Pick out all lines with the word "ComputeInstance" from the records that follow.

Saved data entries:

****

//! Instance rightsizing against a pricing catalog.
//!
//! Required capacity is the current type's vCPU and memory scaled by observed
//! utilization plus headroom. The cheapest catalog entry that still meets both
//! figures and undercuts the current type wins.

use tracing::{debug, warn};

use super::catalog::{InstanceCatalog, InstanceType};
use super::{OptimizationRecommendation, OptimizerConfig, RecommendationDetails, RecommendationType};
use crate::models::ComputeInstance;
use crate::stats;

/// Confidence ceiling for rightsizing.
pub const MAX_CONFIDENCE: f64 = 0.95;

/// Cheapest catalog type covering the headroom-adjusted requirement.
///
/// Returns `None` when the provider or current type is not in the catalog, and
/// the current type itself when nothing cheaper qualifies.
pub fn find_optimal_instance<'a>(
    catalog: &'a InstanceCatalog,
    instance: &ComputeInstance,
    headroom: f64,
) -> Option<&'a InstanceType> {
    let current = catalog.lookup(&instance.provider, &instance.instance_type)?;

    let required_cpu =
        ((f64::from(current.cpu) * instance.cpu_utilization / 100.0 * headroom) as u32).max(1);
    let required_memory =
        (current.memory_gb * instance.memory_utilization / 100.0 * headroom).max(0.5);

    let best = catalog
        .instances(&instance.provider)?
        .iter()
        .filter(|t| t.cpu >= required_cpu && t.memory_gb >= required_memory)
        .fold(current, |best, t| {
            if t.monthly_cost < best.monthly_cost { t } else { best }
        });

    debug!(
        resource_id = %instance.resource_id,
        required_cpu,
        required_memory,
        selected = %best.name,
        "rightsizing search"
    );
    Some(best)
}

/// Confidence from utilization headroom and savings ratio.
pub fn recommendation_confidence(cpu: f64, memory: f64, savings_ratio: f64) -> f64 {
    let mut confidence = 0.5;

    if cpu < 20.0 {
        confidence += 0.3;
    } else if cpu < 40.0 {
        confidence += 0.2;
    }

    if memory < 30.0 {
        confidence += 0.2;
    } else if memory < 50.0 {
        confidence += 0.1;
    }

    if savings_ratio > 0.5 {
        confidence += 0.2;
    } else if savings_ratio > 0.3 {
        confidence += 0.1;
    }

    f64::min(MAX_CONFIDENCE, confidence)
}

fn reasoning(cpu: f64, memory: f64, savings_ratio: f64) -> String {
    let mut reasons = Vec::new();
    if cpu < 25.0 {
        reasons.push(format!("CPU utilization is low at {:.1}%", cpu));
    }
    if memory < 40.0 {
        reasons.push(format!("Memory utilization is low at {:.1}%", memory));
    }
    if savings_ratio > 0.4 {
        reasons.push(format!(
            "Significant cost savings potential ({:.1}%)",
            savings_ratio * 100.0
        ));
    }

    if reasons.is_empty() {
        "Utilization fits a smaller instance type.".to_string()
    } else {
        format!("{}.", reasons.join(". "))
    }
}

fn is_valid(instance: &ComputeInstance) -> bool {
    instance.cpu_utilization.is_finite()
        && instance.memory_utilization.is_finite()
        && instance.monthly_cost.is_finite()
        && instance.cpu_utilization >= 0.0
        && instance.memory_utilization >= 0.0
        && instance.monthly_cost >= 0.0
}

/// Rightsizing recommendations, savings descending.
///
/// Invalid instances and instances missing from the catalog are skipped.
pub fn rightsizing_recommendations(
    instances: &[ComputeInstance],
    catalog: &InstanceCatalog,
    config: &OptimizerConfig,
) -> Vec<OptimizationRecommendation> {
    let mut recommendations: Vec<OptimizationRecommendation> = instances
        .iter()
        .filter_map(|instance| {
            if !is_valid(instance) {
                warn!(
                    resource_id = %instance.resource_id,
                    cpu = instance.cpu_utilization,
                    memory = instance.memory_utilization,
                    cost = instance.monthly_cost,
                    "skipping instance with invalid utilization or cost"
                );
                return None;
            }

            let Some(optimal) = find_optimal_instance(catalog, instance, config.headroom) else {
                debug!(
                    resource_id = %instance.resource_id,
                    provider = %instance.provider,
                    instance_type = %instance.instance_type,
                    "instance type not in catalog"
                );
                return None;
            };
            if optimal.name == instance.instance_type {
                return None;
            }

            let current_cost = instance.monthly_cost;
            let savings = current_cost - optimal.monthly_cost;
            if savings <= config.min_rightsizing_savings {
                return None;
            }
            let ratio = savings / current_cost;

            Some(OptimizationRecommendation {
                resource_id: instance.resource_id.clone(),
                provider: instance.provider.clone(),
                service: instance.service.clone(),
                recommendation_type: RecommendationType::Rightsizing,
                current_cost: stats::round2(current_cost),
                projected_cost: stats::round2(optimal.monthly_cost),
                monthly_savings: stats::round2(savings),
                savings_percentage: stats::round1(ratio * 100.0),
                confidence: recommendation_confidence(
                    instance.cpu_utilization,
                    instance.memory_utilization,
                    ratio,
                ),
                reasoning: reasoning(instance.cpu_utilization, instance.memory_utilization, ratio),
                details: RecommendationDetails::Rightsizing {
                    current_instance: instance.instance_type.clone(),
                    recommended_instance: optimal.name.clone(),
                    cpu_utilization: instance.cpu_utilization,
                    memory_utilization: instance.memory_utilization,
                },
            })
        })
        .collect();

    super::sort_by_savings(&mut recommendations);
    recommendations
}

****

#### [SOLUTION BELOW]
use crate::models::ComputeInstance;
    instance: &ComputeInstance,
fn is_valid(instance: &ComputeInstance) -> bool {
    instances: &[ComputeInstance],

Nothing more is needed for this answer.